• **How to complete this task**
Scan the data below for lines holding the word "capacity", and copy each line found.

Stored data
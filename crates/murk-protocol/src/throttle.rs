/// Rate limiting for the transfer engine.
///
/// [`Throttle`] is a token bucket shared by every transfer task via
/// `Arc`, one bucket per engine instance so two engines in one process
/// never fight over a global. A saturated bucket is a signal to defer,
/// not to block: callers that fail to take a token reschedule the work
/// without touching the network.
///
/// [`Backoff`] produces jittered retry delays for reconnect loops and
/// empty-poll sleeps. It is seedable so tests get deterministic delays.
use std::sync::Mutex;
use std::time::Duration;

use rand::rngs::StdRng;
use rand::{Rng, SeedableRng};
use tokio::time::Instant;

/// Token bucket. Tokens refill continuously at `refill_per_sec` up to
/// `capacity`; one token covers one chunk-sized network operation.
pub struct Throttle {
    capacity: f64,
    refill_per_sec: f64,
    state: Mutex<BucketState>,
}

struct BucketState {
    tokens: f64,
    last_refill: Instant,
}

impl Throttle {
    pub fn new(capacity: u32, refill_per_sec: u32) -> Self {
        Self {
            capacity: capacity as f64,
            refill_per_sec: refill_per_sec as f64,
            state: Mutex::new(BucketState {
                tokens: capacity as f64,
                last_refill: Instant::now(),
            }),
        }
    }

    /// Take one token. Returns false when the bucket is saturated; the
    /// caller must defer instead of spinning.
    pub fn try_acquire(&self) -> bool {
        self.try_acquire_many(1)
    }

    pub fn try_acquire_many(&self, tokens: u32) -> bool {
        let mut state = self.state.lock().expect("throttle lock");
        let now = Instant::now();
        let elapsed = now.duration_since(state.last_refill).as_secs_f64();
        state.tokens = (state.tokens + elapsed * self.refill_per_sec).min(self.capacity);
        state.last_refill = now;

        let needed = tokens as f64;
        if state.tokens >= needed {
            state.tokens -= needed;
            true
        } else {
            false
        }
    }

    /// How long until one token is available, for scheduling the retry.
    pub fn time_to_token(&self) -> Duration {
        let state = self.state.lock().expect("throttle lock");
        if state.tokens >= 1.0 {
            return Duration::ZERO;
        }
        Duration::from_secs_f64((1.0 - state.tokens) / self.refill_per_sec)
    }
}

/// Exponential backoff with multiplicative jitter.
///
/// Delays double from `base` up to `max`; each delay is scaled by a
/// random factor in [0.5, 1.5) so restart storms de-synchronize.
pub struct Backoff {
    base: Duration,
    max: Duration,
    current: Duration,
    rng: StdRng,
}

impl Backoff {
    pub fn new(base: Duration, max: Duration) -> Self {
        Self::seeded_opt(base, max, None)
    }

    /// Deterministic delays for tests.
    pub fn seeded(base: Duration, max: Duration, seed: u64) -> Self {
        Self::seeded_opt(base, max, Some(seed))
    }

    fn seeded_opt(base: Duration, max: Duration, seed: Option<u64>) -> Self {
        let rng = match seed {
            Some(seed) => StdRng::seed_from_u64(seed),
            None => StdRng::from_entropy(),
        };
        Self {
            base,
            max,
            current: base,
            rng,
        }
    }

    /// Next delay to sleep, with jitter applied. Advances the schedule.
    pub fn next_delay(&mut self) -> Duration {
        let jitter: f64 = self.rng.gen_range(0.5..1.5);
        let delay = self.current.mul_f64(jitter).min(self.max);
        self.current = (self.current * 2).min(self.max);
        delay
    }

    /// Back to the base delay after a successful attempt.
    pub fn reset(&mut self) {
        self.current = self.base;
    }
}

• **Task output**
/// `capacity`; one token covers one chunk-sized network operation.
    capacity: f64,
    pub fn new(capacity: u32, refill_per_sec: u32) -> Self {
            capacity: capacity as f64,
                tokens: capacity as f64,
        state.tokens = (state.tokens + elapsed * self.refill_per_sec).min(self.capacity);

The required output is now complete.